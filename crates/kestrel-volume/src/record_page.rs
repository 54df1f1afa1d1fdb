//! Record page encoding and search.
//!
//! A record page holds `records_per_page` full records, sorted by name so
//! that a probe can binary search. Pages of a short chapter are padded
//! with zero records, which sort ahead of real names and are never the
//! subject of a lookup.

use kestrel_common::record::{RecordData, RecordName, VolumeRecord, BYTES_PER_RECORD};
use kestrel_common::{Geometry, KestrelError, Result};

/// Builds one record page from the given records.
pub fn encode_record_page(geometry: &Geometry, records: &[VolumeRecord]) -> Result<Vec<u8>> {
    let records_per_page = geometry.records_per_page as usize;
    if records.len() > records_per_page {
        return Err(KestrelError::InvalidArgument(format!(
            "{} records do not fit on a page of {}",
            records.len(),
            records_per_page
        )));
    }

    let mut sorted = vec![
        VolumeRecord {
            name: RecordName([0; 32]),
            data: RecordData::default(),
        };
        records_per_page
    ];
    sorted[..records.len()].copy_from_slice(records);
    sorted.sort_unstable_by(|a, b| a.name.0.cmp(&b.name.0));

    let mut page = vec![0u8; geometry.bytes_per_page];
    for (i, record) in sorted.iter().enumerate() {
        record.encode(&mut page[i * BYTES_PER_RECORD..(i + 1) * BYTES_PER_RECORD]);
    }
    Ok(page)
}

/// Binary searches a record page for a name.
pub fn search_record_page(
    geometry: &Geometry,
    page: &[u8],
    name: &RecordName,
) -> Option<RecordData> {
    let mut low = 0usize;
    let mut high = geometry.records_per_page as usize;
    while low < high {
        let middle = (low + high) / 2;
        let offset = middle * BYTES_PER_RECORD;
        let candidate = &page[offset..offset + 32];
        match candidate.cmp(&name.0[..]) {
            std::cmp::Ordering::Less => low = middle + 1,
            std::cmp::Ordering::Greater => high = middle,
            std::cmp::Ordering::Equal => {
                let record = VolumeRecord::decode(&page[offset..offset + BYTES_PER_RECORD]);
                return Some(record.data);
            }
        }
    }
    None
}
//! Delta index structures for KestrelDB.
//!
//! A delta index stores many small (payload, key) entries as bit-packed
//! delta lists in a single memory region. Keys within a list are sorted and
//! stored as Huffman-coded deltas from their predecessors, so an entry
//! costs only a few bits more than the entropy of its key distribution.
//!
//! The index exists in two forms. The mutable form ([`DeltaIndex`],
//! [`DeltaZone`]) supports insertion and removal and rebalances its memory
//! as lists grow; it backs the volume index and the open chapter index. The
//! immutable form ([`DeltaIndexPage`]) is a densely packed read-only page
//! produced when a chapter closes, and is what the volume keeps on disk.

pub mod bits;
pub mod codec;
pub mod index;
pub mod page;
pub mod save;

pub use codec::DeltaCoding;
pub use index::{
    compute_delta_index_size, zone_memory_size, DeltaEntry, DeltaIndex, DeltaIndexStats, DeltaZone,
};
pub use page::{pack_delta_index_page, DeltaIndexPage};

* **What the task asks**:
Please print, exactly and with nothing else, the lines from the first line of the entries through the line containing "records: &[VolumeRecord]) ->".

* **Your response**:
filename crates/kestrel-volume/src/record_page.rs
repository 54df1f1afa1d1fdb
//! Record page encoding and search.
//!
//! A record page holds `records_per_page` full records, sorted by name so
//! that a probe can binary search. Pages of a short chapter are padded
//! with zero records, which sort ahead of real names and are never the
//! subject of a lookup.

use kestrel_common::record::{RecordData, RecordName, VolumeRecord, BYTES_PER_RECORD};
use kestrel_common::{Geometry, KestrelError, Result};

/// Builds one record page from the given records.
pub fn encode_record_page(geometry: &Geometry, records: &[VolumeRecord]) -> Result<Vec<u8>> {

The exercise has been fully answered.